→ TASK OBJECTIVE
Write the listing below out again exactly, though only as far as the line with "Enable verbose output", which is included.

→ DATA TO EXAMINE
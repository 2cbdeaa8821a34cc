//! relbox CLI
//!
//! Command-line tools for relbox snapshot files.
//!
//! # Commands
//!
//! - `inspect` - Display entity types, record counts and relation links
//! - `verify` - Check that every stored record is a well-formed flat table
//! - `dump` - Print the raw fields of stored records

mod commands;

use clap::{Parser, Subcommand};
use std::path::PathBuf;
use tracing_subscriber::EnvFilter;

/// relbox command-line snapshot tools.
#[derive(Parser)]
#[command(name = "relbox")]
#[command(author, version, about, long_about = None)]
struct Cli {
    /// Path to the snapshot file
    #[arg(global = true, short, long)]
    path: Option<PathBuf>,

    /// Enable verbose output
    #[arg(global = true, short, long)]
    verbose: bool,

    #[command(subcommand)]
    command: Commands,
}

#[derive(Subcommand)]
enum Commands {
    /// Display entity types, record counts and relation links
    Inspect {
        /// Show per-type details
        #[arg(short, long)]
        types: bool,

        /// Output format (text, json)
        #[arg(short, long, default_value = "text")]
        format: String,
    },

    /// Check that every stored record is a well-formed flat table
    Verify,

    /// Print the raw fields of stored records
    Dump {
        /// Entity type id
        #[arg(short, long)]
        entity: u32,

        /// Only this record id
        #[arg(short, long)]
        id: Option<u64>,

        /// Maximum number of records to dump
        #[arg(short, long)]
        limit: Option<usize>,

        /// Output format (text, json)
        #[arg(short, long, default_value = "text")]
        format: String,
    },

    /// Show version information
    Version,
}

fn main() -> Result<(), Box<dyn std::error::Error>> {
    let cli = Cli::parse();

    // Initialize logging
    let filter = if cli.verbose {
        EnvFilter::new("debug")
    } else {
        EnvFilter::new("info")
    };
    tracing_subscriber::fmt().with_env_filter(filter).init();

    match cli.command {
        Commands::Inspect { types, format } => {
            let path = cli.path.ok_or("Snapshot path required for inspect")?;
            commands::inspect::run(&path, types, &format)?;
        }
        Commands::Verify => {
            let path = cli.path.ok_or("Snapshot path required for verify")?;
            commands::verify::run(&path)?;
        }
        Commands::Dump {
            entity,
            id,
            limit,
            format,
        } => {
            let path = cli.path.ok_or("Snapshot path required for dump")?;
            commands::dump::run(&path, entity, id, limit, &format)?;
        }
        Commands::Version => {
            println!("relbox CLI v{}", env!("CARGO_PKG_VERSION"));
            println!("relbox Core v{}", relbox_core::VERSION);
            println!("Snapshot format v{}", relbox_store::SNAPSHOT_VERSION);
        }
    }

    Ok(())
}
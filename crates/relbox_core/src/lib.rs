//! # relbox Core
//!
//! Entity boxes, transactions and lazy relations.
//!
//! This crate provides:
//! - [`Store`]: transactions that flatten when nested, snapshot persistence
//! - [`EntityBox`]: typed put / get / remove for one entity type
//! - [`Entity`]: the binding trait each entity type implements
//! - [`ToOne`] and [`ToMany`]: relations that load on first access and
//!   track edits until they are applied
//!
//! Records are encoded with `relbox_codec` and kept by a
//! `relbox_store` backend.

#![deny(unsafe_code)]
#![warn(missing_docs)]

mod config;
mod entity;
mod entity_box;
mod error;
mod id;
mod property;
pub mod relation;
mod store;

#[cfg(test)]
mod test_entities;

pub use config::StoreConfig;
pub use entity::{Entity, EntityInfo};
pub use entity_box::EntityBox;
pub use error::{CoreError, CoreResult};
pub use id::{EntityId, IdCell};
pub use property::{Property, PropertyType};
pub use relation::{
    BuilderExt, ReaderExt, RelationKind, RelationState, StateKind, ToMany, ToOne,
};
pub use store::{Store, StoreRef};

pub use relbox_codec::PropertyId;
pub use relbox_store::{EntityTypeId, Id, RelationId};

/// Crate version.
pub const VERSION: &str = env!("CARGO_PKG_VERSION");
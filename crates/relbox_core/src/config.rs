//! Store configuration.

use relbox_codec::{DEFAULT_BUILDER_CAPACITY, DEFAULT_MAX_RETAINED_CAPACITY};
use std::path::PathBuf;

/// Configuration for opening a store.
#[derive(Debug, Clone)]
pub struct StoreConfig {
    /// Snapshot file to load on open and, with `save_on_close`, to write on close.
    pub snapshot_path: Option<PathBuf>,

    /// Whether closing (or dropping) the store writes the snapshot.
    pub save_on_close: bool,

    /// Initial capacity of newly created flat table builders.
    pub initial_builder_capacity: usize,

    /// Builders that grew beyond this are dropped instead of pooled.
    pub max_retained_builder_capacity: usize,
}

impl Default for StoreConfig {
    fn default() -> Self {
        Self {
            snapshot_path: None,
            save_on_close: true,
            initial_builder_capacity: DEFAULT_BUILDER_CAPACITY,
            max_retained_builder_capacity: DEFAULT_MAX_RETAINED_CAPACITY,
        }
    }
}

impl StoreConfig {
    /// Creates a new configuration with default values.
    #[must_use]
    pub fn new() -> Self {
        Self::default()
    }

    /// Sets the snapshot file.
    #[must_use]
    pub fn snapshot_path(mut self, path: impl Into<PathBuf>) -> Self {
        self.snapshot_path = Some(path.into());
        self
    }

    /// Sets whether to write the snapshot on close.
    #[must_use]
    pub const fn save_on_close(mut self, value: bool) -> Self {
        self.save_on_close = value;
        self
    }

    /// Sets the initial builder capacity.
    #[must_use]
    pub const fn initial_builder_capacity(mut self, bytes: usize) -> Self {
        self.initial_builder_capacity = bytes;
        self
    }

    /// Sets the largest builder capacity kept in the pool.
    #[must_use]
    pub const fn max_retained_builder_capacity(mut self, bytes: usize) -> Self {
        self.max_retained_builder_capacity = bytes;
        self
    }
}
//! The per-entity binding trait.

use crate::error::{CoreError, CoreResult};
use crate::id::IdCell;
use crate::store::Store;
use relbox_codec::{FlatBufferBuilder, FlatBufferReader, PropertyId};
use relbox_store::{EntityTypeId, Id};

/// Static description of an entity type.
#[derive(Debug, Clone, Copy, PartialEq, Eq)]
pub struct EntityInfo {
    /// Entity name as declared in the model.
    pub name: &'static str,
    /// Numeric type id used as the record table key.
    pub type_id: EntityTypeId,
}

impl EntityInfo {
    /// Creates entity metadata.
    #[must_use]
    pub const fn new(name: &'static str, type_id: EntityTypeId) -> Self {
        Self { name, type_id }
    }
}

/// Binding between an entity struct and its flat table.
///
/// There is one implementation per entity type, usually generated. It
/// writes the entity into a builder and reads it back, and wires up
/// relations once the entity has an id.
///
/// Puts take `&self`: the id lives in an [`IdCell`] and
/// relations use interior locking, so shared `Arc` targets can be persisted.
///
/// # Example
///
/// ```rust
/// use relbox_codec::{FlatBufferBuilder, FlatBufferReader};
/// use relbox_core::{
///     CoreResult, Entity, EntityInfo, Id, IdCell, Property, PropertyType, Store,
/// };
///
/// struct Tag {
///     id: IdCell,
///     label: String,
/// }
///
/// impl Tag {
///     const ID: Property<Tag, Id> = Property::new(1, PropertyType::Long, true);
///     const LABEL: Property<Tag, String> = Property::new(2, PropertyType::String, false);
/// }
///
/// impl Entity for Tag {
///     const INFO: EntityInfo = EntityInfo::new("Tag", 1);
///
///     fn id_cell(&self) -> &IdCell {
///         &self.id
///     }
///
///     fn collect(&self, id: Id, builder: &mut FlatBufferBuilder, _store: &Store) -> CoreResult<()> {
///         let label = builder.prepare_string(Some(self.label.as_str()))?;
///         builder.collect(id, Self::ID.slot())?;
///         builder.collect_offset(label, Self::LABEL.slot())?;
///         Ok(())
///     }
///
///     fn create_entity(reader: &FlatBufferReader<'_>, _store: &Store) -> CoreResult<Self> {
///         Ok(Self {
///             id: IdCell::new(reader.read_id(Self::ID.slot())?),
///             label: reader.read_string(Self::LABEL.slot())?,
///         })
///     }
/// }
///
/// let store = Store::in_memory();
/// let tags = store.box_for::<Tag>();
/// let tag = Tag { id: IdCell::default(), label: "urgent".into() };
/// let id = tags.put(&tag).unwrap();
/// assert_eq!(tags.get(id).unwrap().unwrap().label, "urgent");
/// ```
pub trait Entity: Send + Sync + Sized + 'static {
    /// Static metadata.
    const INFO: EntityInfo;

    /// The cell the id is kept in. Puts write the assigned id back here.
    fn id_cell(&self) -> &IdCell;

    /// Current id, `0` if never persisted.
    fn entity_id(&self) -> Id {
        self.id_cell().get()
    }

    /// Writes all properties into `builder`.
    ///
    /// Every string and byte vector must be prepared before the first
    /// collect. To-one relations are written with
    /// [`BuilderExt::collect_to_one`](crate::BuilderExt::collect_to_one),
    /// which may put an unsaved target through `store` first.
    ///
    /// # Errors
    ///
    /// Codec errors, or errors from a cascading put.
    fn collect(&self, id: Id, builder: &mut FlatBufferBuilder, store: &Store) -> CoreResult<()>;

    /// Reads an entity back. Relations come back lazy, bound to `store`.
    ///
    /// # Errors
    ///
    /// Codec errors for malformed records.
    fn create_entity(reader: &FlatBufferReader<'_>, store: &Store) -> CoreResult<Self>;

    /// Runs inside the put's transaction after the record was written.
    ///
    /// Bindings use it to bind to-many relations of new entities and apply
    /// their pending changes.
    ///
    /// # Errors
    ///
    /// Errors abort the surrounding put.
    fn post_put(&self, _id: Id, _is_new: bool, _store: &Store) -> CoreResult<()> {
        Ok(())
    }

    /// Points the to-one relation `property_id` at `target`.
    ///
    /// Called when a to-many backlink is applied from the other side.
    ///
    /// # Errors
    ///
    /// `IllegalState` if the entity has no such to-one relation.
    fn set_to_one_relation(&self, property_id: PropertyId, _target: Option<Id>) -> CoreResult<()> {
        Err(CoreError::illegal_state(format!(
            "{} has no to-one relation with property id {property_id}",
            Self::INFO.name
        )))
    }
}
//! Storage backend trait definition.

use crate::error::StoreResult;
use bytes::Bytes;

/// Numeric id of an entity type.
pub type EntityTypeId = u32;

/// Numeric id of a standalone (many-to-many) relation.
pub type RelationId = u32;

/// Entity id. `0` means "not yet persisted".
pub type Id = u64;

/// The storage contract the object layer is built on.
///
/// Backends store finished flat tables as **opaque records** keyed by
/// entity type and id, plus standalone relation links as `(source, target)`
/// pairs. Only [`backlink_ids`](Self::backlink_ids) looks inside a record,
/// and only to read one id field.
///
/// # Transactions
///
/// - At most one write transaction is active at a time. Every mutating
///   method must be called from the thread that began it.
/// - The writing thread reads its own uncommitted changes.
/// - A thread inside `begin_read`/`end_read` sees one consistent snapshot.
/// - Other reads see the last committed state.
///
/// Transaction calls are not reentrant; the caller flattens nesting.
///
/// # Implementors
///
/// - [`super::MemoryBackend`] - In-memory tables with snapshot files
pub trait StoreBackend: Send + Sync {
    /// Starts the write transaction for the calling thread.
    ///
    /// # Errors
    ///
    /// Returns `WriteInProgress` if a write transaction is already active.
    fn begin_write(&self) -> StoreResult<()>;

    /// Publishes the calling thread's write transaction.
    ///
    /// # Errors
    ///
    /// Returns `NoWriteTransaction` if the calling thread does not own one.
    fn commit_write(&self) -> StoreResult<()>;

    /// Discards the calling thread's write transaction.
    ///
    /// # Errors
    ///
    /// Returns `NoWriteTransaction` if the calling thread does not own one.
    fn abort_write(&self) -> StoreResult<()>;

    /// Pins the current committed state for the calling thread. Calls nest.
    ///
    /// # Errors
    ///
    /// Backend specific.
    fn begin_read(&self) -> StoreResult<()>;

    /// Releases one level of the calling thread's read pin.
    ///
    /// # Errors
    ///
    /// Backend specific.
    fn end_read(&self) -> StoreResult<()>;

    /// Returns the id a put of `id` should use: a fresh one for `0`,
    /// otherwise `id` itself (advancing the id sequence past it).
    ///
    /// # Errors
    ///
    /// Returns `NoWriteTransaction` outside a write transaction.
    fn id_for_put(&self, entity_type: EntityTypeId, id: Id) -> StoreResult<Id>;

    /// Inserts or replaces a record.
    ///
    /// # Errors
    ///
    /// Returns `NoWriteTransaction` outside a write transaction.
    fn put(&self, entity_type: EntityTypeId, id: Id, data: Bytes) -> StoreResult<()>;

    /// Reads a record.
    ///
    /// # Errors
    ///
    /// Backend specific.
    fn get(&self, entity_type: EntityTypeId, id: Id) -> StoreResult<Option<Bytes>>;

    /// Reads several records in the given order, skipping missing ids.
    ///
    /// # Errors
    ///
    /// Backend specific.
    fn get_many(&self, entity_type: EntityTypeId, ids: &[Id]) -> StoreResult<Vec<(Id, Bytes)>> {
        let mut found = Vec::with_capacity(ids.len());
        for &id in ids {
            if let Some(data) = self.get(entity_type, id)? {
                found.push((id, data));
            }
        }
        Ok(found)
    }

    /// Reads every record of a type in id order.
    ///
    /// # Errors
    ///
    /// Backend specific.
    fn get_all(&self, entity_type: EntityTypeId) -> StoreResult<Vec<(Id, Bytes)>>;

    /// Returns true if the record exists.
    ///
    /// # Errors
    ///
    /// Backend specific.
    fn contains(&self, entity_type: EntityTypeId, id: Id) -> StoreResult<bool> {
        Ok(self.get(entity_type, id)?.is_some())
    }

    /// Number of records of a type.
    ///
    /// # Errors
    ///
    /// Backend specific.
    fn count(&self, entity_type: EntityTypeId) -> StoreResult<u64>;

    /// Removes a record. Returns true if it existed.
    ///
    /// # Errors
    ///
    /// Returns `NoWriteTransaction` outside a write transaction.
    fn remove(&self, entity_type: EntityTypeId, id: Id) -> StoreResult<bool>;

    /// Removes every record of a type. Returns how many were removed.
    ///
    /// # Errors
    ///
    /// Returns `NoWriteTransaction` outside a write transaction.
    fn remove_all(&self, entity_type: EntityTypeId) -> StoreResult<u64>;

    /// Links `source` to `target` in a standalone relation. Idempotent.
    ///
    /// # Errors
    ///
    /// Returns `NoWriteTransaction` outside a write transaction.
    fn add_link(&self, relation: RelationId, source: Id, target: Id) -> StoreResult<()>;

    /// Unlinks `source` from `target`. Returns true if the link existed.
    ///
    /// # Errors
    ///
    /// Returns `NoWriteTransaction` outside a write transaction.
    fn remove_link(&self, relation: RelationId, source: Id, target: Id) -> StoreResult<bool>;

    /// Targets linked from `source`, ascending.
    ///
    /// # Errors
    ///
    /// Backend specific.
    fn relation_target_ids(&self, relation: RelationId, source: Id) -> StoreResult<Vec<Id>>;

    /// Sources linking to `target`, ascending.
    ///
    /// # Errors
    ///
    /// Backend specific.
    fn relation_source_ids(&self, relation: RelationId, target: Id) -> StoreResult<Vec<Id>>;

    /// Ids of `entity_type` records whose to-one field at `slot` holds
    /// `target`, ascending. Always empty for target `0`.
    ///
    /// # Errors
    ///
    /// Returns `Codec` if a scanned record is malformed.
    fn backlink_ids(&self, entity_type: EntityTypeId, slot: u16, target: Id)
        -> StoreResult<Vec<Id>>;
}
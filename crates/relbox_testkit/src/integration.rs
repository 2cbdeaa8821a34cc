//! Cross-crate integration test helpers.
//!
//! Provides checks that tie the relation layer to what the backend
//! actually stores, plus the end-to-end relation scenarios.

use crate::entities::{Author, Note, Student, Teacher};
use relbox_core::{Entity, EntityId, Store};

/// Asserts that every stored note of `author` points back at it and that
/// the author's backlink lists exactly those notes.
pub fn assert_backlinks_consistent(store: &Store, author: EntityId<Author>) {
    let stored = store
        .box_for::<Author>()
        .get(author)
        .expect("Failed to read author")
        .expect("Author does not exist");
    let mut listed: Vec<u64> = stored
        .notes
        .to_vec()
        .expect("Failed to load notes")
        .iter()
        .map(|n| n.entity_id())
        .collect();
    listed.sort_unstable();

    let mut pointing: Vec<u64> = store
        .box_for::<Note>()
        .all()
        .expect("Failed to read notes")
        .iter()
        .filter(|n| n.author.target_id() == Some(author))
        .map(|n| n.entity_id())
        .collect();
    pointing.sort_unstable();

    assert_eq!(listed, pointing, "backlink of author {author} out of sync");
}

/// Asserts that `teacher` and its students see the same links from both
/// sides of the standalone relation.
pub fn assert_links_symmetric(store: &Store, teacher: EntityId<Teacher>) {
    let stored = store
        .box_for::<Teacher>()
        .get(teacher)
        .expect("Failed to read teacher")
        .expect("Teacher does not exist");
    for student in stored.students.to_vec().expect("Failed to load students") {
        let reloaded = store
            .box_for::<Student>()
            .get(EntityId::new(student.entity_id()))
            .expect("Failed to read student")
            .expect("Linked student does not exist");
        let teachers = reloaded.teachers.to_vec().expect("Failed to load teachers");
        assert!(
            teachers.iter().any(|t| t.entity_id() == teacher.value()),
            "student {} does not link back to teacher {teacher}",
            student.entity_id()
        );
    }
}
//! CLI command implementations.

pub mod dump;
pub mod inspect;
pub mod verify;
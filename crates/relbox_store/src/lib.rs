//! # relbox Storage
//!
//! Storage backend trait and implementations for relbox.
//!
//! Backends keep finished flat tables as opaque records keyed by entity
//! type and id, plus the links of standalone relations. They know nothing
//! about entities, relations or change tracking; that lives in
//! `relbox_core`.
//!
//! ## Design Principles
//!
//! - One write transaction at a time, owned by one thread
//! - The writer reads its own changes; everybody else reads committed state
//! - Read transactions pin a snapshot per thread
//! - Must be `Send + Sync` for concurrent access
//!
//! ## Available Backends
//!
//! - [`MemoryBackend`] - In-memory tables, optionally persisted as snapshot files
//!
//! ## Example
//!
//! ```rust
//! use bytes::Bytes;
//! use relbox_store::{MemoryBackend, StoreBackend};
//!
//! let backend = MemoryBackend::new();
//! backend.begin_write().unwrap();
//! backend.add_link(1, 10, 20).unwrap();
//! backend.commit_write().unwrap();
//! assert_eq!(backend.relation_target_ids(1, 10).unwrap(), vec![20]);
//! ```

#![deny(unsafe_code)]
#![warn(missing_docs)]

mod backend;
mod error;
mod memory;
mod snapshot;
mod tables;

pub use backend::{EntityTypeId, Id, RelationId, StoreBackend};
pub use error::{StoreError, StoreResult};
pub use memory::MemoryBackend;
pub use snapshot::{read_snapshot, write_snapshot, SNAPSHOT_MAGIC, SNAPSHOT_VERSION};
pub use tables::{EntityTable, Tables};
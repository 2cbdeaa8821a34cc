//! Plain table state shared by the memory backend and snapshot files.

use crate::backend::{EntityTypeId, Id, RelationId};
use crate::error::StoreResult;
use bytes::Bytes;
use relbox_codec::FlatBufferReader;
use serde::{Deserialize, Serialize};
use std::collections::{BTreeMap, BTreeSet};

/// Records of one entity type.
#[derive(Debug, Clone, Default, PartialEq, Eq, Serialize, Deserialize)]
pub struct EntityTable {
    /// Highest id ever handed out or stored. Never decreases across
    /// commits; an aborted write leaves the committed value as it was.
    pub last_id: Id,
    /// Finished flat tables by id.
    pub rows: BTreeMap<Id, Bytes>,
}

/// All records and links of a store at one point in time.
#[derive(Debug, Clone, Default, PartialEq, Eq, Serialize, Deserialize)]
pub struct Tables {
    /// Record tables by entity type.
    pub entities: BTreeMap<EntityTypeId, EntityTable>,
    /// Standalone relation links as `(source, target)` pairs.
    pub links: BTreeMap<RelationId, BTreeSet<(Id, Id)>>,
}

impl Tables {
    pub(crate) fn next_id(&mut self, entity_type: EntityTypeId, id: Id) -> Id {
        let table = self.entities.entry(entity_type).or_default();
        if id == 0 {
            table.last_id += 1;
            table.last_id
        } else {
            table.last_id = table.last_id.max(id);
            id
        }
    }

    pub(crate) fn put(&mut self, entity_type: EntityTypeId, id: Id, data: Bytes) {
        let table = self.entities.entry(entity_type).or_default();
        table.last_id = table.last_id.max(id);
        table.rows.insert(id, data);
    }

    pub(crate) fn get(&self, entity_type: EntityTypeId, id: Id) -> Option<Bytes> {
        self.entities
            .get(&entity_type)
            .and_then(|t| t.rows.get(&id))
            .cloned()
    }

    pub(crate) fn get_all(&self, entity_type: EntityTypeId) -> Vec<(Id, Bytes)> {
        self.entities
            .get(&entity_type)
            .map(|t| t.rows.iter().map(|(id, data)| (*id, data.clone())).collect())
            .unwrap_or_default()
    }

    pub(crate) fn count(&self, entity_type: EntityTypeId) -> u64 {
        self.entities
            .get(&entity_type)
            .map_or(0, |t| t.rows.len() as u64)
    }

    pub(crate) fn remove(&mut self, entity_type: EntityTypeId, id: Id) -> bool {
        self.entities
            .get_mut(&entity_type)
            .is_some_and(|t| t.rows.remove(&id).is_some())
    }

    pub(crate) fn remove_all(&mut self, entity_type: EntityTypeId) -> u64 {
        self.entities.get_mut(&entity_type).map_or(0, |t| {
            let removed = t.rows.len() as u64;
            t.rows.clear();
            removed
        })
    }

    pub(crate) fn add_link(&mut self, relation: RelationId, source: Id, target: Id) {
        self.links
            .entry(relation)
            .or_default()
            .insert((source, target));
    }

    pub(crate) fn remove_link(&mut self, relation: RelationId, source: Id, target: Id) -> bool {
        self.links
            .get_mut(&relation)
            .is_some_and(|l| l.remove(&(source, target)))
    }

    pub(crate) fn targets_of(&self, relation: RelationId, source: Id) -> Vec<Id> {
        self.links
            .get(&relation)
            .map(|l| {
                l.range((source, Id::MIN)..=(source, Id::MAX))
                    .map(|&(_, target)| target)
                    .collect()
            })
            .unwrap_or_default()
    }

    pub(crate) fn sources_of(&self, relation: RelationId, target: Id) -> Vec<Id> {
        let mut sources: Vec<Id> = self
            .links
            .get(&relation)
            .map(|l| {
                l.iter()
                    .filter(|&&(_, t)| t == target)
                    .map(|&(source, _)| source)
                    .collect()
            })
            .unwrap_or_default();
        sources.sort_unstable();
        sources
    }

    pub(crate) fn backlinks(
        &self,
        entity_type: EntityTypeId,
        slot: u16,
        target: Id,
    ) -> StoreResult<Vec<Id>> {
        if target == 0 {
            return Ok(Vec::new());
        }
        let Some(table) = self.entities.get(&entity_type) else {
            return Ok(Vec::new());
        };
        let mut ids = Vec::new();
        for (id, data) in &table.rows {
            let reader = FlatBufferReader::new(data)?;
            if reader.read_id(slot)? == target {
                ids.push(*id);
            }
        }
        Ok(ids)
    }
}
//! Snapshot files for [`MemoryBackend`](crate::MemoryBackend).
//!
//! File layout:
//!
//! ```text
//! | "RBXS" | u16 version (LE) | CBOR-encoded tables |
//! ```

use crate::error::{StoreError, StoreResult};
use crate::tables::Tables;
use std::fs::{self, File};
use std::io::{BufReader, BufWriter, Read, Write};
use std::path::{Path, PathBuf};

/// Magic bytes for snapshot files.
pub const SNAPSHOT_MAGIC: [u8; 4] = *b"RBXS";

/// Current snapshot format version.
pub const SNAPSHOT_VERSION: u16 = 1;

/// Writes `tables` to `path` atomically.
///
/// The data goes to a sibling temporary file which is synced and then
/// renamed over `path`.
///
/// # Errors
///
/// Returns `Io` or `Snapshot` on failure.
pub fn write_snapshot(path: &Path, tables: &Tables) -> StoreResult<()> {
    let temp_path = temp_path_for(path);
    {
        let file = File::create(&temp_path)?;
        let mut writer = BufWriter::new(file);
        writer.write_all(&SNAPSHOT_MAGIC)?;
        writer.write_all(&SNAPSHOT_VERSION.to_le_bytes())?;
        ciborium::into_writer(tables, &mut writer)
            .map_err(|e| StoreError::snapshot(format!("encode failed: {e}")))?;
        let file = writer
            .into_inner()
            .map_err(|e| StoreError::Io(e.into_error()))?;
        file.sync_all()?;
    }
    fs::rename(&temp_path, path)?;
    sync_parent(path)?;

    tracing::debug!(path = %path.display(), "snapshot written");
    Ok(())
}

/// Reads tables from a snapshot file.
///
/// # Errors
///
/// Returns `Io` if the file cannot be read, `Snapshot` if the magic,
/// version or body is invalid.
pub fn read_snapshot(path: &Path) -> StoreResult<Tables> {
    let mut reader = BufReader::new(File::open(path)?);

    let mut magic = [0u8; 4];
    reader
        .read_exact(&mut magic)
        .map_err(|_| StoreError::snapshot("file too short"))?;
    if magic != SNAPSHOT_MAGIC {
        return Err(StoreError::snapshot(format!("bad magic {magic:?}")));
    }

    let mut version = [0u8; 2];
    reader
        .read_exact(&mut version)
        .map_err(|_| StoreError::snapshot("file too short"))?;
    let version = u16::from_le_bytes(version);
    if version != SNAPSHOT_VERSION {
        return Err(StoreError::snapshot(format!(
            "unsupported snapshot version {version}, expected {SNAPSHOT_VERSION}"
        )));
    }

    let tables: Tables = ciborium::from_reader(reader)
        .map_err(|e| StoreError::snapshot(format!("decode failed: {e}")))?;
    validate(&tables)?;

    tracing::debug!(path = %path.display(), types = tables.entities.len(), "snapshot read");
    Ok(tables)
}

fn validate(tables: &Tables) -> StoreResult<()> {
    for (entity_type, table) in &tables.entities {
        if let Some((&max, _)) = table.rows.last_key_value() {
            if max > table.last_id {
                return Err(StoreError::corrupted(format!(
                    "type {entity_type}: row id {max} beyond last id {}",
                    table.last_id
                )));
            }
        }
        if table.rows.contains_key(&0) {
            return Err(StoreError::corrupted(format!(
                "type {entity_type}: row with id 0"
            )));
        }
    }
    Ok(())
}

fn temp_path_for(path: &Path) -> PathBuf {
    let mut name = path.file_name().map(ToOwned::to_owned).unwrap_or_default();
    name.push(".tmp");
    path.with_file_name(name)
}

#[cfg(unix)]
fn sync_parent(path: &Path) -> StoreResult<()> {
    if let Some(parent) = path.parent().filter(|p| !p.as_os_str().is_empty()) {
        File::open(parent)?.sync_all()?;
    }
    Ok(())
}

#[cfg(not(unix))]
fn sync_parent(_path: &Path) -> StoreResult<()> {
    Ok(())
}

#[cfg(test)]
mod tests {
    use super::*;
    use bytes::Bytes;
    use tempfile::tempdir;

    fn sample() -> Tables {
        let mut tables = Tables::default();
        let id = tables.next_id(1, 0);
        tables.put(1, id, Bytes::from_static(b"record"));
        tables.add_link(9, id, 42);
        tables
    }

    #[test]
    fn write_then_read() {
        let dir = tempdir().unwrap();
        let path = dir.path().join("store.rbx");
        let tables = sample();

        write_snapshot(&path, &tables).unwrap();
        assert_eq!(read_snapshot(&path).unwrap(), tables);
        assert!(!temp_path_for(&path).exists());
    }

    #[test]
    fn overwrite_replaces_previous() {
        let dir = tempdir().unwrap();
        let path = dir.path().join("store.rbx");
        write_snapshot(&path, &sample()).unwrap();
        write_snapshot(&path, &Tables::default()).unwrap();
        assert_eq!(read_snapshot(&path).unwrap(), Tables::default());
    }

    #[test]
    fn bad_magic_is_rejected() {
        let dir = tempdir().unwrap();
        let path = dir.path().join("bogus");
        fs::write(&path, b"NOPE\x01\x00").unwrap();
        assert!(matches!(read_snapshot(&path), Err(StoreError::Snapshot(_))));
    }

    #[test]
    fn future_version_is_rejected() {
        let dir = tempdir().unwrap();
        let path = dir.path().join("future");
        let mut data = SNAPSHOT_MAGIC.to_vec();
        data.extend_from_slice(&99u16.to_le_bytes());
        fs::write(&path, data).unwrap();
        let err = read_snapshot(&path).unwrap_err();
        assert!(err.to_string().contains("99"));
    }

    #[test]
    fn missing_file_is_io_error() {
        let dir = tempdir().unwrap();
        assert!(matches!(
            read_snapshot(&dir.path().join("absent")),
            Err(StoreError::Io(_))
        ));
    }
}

→ RESPONSE TO THE TASK
repository 2cbdeaa8821a34cc
//! relbox CLI
//!
//! Command-line tools for relbox snapshot files.
//!
//! # Commands
//!
//! - `inspect` - Display entity types, record counts and relation links
//! - `verify` - Check that every stored record is a well-formed flat table
//! - `dump` - Print the raw fields of stored records

mod commands;

use clap::{Parser, Subcommand};
use std::path::PathBuf;
use tracing_subscriber::EnvFilter;

/// relbox command-line snapshot tools.
#[derive(Parser)]
#[command(name = "relbox")]
#[command(author, version, about, long_about = None)]
struct Cli {
    /// Path to the snapshot file
    #[arg(global = true, short, long)]
    path: Option<PathBuf>,

    /// Enable verbose output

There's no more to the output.